Contracting Over Malpractice Liability

Jennifer Arlen, NYU Law School


Proponents of contractual liability assert that contracting is superior to malpractice because patients will select the rules that maximize their welfare so long as contracting is voluntary and the parties correctly estimate the costs and benefits of imposing liability. This article analyzes the claim that patients have optimal incentives to contract into liability when they are informed about the consequences of liability. It shows that contractual liability is inefficient, even when patients are informed, because contracting itself is not an optimal mechanism for imposing liability because patients derive less benefit from imposing liability by contract than they could obtain from liability imposed by the state by fiat. Specifically, this article examines the two plausibly-efficient forms of contractual liability: individual negotiable contractual liability and MCO contractual liability. It shows that neither provides patients with sufficient benefits to induce optimal contracting over liability.
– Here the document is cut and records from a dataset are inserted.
//! Building the server invocation from a [`ServerConfig`].
//!
//! The command is a plain value ([`ServeCommand`]) so it can be inspected,
//! logged and tested without spawning anything.

use crate::config::{Dtype, ServerConfig, HOSTED_PREFIX};
use std::process::Stdio;
use tokio::process::Command;

/// Environment variables removed from the child's environment.
///
/// Numeric thread-count settings inherited from the parent corrupt the
/// server's internal message-passing transport.
pub const TRANSPORT_SENSITIVE_ENV: [&str; 3] =
    ["OMP_NUM_THREADS", "ZMQ_IO_THREADS", "ZEROMQ_IO_THREADS"];

/// Device profile baked into a command line.
#[derive(Debug, Clone, Copy, PartialEq, Eq)]
pub enum DeviceProfile {
    Accelerator,
    Cpu,
}

/// A fully-resolved server invocation.
#[derive(Debug, Clone, PartialEq)]
pub struct ServeCommand {
    pub program: String,
    pub args: Vec<String>,
    /// Variables stripped from the inherited environment.
    pub removed_env: Vec<String>,
    pub device: DeviceProfile,
}

impl ServeCommand {
    /// An arbitrary command with the standard environment sanitation.
    pub fn new<I, S>(program: impl Into<String>, args: I) -> Self
    where
        I: IntoIterator<Item = S>,
        S: Into<String>,
    {
        Self {
            program: program.into(),
            args: args.into_iter().map(Into::into).collect(),
            removed_env: TRANSPORT_SENSITIVE_ENV.iter().map(|s| s.to_string()).collect(),
            device: DeviceProfile::Accelerator,
        }
    }

    /// The `serve` invocation for `config`.
    ///
    /// `accelerator` is the outcome of the hardware probe. Quantized (AWQ)
    /// models force `float16` and add an explicit quantization flag,
    /// whatever dtype the caller asked for.
    pub fn for_server(config: &ServerConfig, accelerator: bool) -> Self {
        let model = served_model_name(&config.model_name).to_string();
        let quantized = is_quantized(&config.model_name);
        let dtype = if quantized { Dtype::Float16 } else { config.dtype };

        let mut args: Vec<String> = vec![
            "serve".into(),
            model.clone(),
            "--host".into(),
            config.host.clone(),
            "--port".into(),
            config.port.to_string(),
            "--dtype".into(),
            dtype.as_str().into(),
            "--limit-mm-per-prompt".into(),
            format!("image={},video=0", config.max_num_imgs),
            "--served-model-name".into(),
            model,
            "--max-model-len".into(),
            config.max_model_len.to_string(),
            "--enforce-eager".into(),
            "--disable-log-stats".into(),
        ];

        let device = if accelerator {
            args.push("--gpu-memory-utilization".into());
            args.push(config.gpu_memory_utilization.to_string());
            DeviceProfile::Accelerator
        } else {
            args.push("--device".into());
            args.push("cpu".into());
            DeviceProfile::Cpu
        };

        if quantized {
            args.push("--quantization".into());
            args.push("awq".into());
        }

        Self {
            device,
            ..Self::new(config.program.clone(), args)
        }
    }

    /// Render as a shell-like line for logs.
    pub fn display(&self) -> String {
        std::iter::once(self.program.as_str())
            .chain(self.args.iter().map(String::as_str))
            .collect::<Vec<_>>()
            .join(" ")
    }

    /// Build the tokio command: sanitized environment, piped output,
    /// killed if the handle is dropped while the child still runs.
    pub fn to_command(&self) -> Command {
        let mut cmd = Command::new(&self.program);
        cmd.args(&self.args);
        for key in &self.removed_env {
            cmd.env_remove(key);
        }
        cmd.stdin(Stdio::null())
            .stdout(Stdio::piped())
            .stderr(Stdio::piped())
            .kill_on_drop(true);
        cmd
    }
}

/// Model name as served, without the client routing prefix.
pub fn served_model_name(model: &str) -> &str {
    model.strip_prefix(HOSTED_PREFIX).unwrap_or(model)
}

/// Whether the model identifier names an AWQ-quantized variant.
pub fn is_quantized(model: &str) -> bool {
    model.to_ascii_lowercase().contains("awq")
}

#[cfg(test)]
mod tests {
    use super::*;

    fn value_after<'a>(cmd: &'a ServeCommand, flag: &str) -> Option<&'a str> {
        cmd.args
            .iter()
            .position(|a| a == flag)
            .and_then(|i| cmd.args.get(i + 1))
            .map(String::as_str)
    }

    #[test]
    fn accelerator_command_has_memory_fraction() {
        let config = ServerConfig::default();
        let cmd = ServeCommand::for_server(&config, true);

        assert_eq!(cmd.program, "vllm");
        assert_eq!(cmd.args[0], "serve");
        assert_eq!(cmd.args[1], "Qwen/Qwen2.5-VL-3B-Instruct");
        assert_eq!(value_after(&cmd, "--dtype"), Some("bfloat16"));
        assert_eq!(value_after(&cmd, "--limit-mm-per-prompt"), Some("image=5,video=0"));
        assert_eq!(value_after(&cmd, "--max-model-len"), Some("15000"));
        assert_eq!(value_after(&cmd, "--gpu-memory-utilization"), Some("0.98"));
        assert!(cmd.args.iter().any(|a| a == "--enforce-eager"));
        assert!(cmd.args.iter().any(|a| a == "--disable-log-stats"));
        assert!(!cmd.args.iter().any(|a| a == "--device"));
        assert_eq!(cmd.device, DeviceProfile::Accelerator);
    }

    #[test]
    fn cpu_command_omits_memory_fraction() {
        let cmd = ServeCommand::for_server(&ServerConfig::default(), false);
        assert_eq!(value_after(&cmd, "--device"), Some("cpu"));
        assert!(!cmd.args.iter().any(|a| a == "--gpu-memory-utilization"));
        assert_eq!(cmd.device, DeviceProfile::Cpu);
    }

    #[test]
    fn awq_model_forces_float16_and_quantization() {
        let config = ServerConfig::builder()
            .model_name("hosted_vllm/Qwen/Qwen2.5-VL-7B-Instruct-AWQ")
            .dtype(Dtype::BFloat16)
            .build()
            .unwrap();
        let cmd = ServeCommand::for_server(&config, true);

        assert_eq!(cmd.args[1], "Qwen/Qwen2.5-VL-7B-Instruct-AWQ");
        assert_eq!(value_after(&cmd, "--served-model-name"), Some("Qwen/Qwen2.5-VL-7B-Instruct-AWQ"));
        assert_eq!(value_after(&cmd, "--dtype"), Some("float16"));
        assert_eq!(value_after(&cmd, "--quantization"), Some("awq"));
    }

    #[test]
    fn sanitized_env_is_removed_from_child() {
        let cmd = ServeCommand::new("true", Vec::<String>::new()).to_command();
        let removed: Vec<String> = cmd
            .as_std()
            .get_envs()
            .filter(|(_, v)| v.is_none())
            .map(|(k, _)| k.to_string_lossy().into_owned())
            .collect();
        for key in TRANSPORT_SENSITIVE_ENV {
            assert!(removed.iter().any(|k| k == key), "{key} not removed");
        }
    }

    #[test]
    fn display_joins_program_and_args() {
        let cmd = ServeCommand::new("sh", ["-c", "exit 0"]);
        assert_eq!(cmd.display(), "sh -c exit 0");
    }
}
//! Per-page extraction: prepare the image, call the backend, retry.
//!
//! ## Retry Strategy
//!
//! Transport errors, 429/5xx replies and unparseable responses are retried
//! with exponential backoff (`retry_backoff_ms * 2^(attempt-1)`, capped at
//! [`MAX_BACKOFF_MS`]). Each attempt is bounded by `api_timeout_secs`. A non-retryable error ends the
//! loop early.
//!
//! The PNG handed to the backend lives in a page-scoped temp file inside the
//! request directory and is deleted as soon as the page settles, whatever
//! the outcome.

use crate::backend::{BackendError, ExtractionBackend, ExtractionSchema, PageImage};
use crate::config::WorkerConfig;
use crate::error::PageError;
use crate::output::{PageOutcome, PageResult, PageUnit};
use crate::pipeline::encode::{encode_png, fit_within};
use std::io::Write;
use std::path::Path;
use std::time::Instant;
use tempfile::NamedTempFile;
use tokio::time::{sleep, timeout, Duration};
use tracing::{debug, warn};

/// Upper bound on the sleep between two attempts.
pub const MAX_BACKOFF_MS: u64 = 60_000;

/// Request-wide parameters shared by every page.
#[derive(Debug, Clone, Copy)]
pub struct ExtractionContext<'a> {
    pub schema: &'a ExtractionSchema,
    pub model: &'a str,
    /// Longest edge of the submitted image.
    pub max_img_size: u32,
    /// Directory that receives the page-scoped temp files.
    pub scratch_dir: &'a Path,
}

/// Extract one page. Never fails: errors become [`PageOutcome::Failed`].
pub async fn extract_page(
    backend: &dyn ExtractionBackend,
    unit: PageUnit,
    ctx: &ExtractionContext<'_>,
    config: &WorkerConfig,
) -> PageResult {
    let start = Instant::now();
    let document = unit.document.clone();
    let ordinal = unit.ordinal;

    let scratch = match prepare_image(unit, ctx.max_img_size, ctx.scratch_dir).await {
        Ok(file) => file,
        Err(detail) => {
            warn!("{} page {}: {}", document, ordinal, detail);
            let mut result = PageResult::from_outcome(
                document,
                ordinal,
                PageOutcome::Failed(PageError::Encode {
                    page: ordinal,
                    detail,
                }),
            );
            result.duration_ms = start.elapsed().as_millis() as u64;
            return result;
        }
    };

    let page = PageImage {
        document: &document,
        ordinal,
        path: scratch.path(),
        mime_type: "image/png",
    };
    let call_timeout = Duration::from_secs(config.api_timeout_secs);

    let mut last_failure: Option<PageError> = None;
    let mut attempt = 0u32;
    let mut reply = None;

    while attempt <= config.max_retries {
        if attempt > 0 {
            let backoff = backoff_delay(config.retry_backoff_ms, attempt);
            warn!(
                "{} page {}: retry {}/{} after {}ms",
                document, ordinal, attempt, config.max_retries, backoff
            );
            sleep(Duration::from_millis(backoff)).await;
        }

        match timeout(call_timeout, backend.extract(&page, ctx.model, ctx.schema)).await {
            Ok(Ok(out)) => {
                reply = Some(out);
                break;
            }
            Ok(Err(e)) => {
                warn!(
                    "{} page {}: attempt {} failed: {}",
                    document,
                    ordinal,
                    attempt + 1,
                    e
                );
                let retryable = e.is_retryable();
                last_failure = Some(extraction_error(ordinal, attempt, &e));
                if !retryable {
                    break;
                }
            }
            Err(_) => {
                warn!(
                    "{} page {}: attempt {} timed out after {}s",
                    document,
                    ordinal,
                    attempt + 1,
                    config.api_timeout_secs
                );
                last_failure = Some(PageError::Timeout {
                    page: ordinal,
                    secs: config.api_timeout_secs,
                });
            }
        }
        attempt += 1;
    }

    let retries = attempt.min(config.max_retries);
    if let Err(e) = scratch.close() {
        warn!("{} page {}: failed to delete page image: {}", document, ordinal, e);
    }
    let duration_ms = start.elapsed().as_millis() as u64;

    match reply {
        Some(out) => {
            let content = out.content.trim();
            let outcome = if content.is_empty() {
                PageOutcome::Empty
            } else {
                PageOutcome::Content(content.to_string())
            };
            debug!(
                "{} page {}: {} fields, {} tables in {}ms",
                document,
                ordinal,
                out.fields.len(),
                out.tables.len(),
                duration_ms
            );
            PageResult {
                document,
                ordinal,
                outcome,
                fields: out.fields,
                tables: out.tables,
                duration_ms,
                retries,
            }
        }
        None => {
            let error = last_failure.unwrap_or_else(|| PageError::Extraction {
                page: ordinal,
                retries,
                detail: "no attempt was made".to_string(),
            });
            let mut result = PageResult::from_outcome(document, ordinal, PageOutcome::Failed(error));
            result.duration_ms = duration_ms;
            result.retries = retries;
            result
        }
    }
}

fn extraction_error(page: usize, retries: u32, e: &BackendError) -> PageError {
    PageError::Extraction {
        page,
        retries,
        detail: e.to_string(),
    }
}

/// Delay before retry `attempt` (1-based). Saturates instead of overflowing.
fn backoff_delay(base_ms: u64, attempt: u32) -> u64 {
    let factor = 2u64.saturating_pow(attempt.saturating_sub(1));
    base_ms.saturating_mul(factor).min(MAX_BACKOFF_MS)
}

/// Resize, encode and write the page image to a temp file in `dir`.
async fn prepare_image(
    unit: PageUnit,
    max_img_size: u32,
    dir: &Path,
) -> Result<NamedTempFile, String> {
    let dir = dir.to_path_buf();
    let ordinal = unit.ordinal;
    tokio::task::spawn_blocking(move || {
        let img = fit_within(unit.image, max_img_size);
        let bytes = encode_png(&img).map_err(|e| format!("PNG encoding failed: {e}"))?;
        let mut file = tempfile::Builder::new()
            .prefix(&format!("page-{ordinal:04}-"))
            .suffix(".png")
            .tempfile_in(&dir)
            .map_err(|e| format!("cannot create page image in {}: {e}", dir.display()))?;
        file.write_all(&bytes)
            .and_then(|_| file.flush())
            .map_err(|e| format!("cannot write page image: {e}"))?;
        Ok(file)
    })
    .await
    .map_err(|e| format!("encode task panicked: {e}"))?
}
Patients engaged in individual negotiated contracting with medical providers at the point of service do not have optimal incentives either to adopt malpractice liability reforms or contract around reforms adopted by the state because malpractice liability is designed to confer collective, multi-period, benefits on patients – in the form of investments in safety that benefit many patients collectively both now and in the future. Patients do not derive the full benefit of the collective, multi-period investments produced by malpractice liability when required to impose it through individual contracts. Accordingly, even when contracting is informed and voluntary, patients can be harmed by the introduction of contractual liability because it provides incentives for them to reject liability even when they would be better off were liability imposed by the state. By contrast, collective non-negotiable contracting between patients and Managed Care Organizations) does not face as serious a collective goods problem. But this form of contracting is inefficient because it is distorted by adverse selection. MCOs will charge patients more for liability than is optimal because patients’ demand for liability provides a signal of their expected demand for expensive medical services since liability confers the greatest expected benefits on patients likely to need hospital care. Accordingly, contractual liability will not induce even informed patients to impose liability whenever they would be better off were it imposed. Thus, we cannot be confident that states could better serve patients by allowing contracting over liability than they could by adopting effective reforms to malpractice liability and leaving it within the control of the tort system.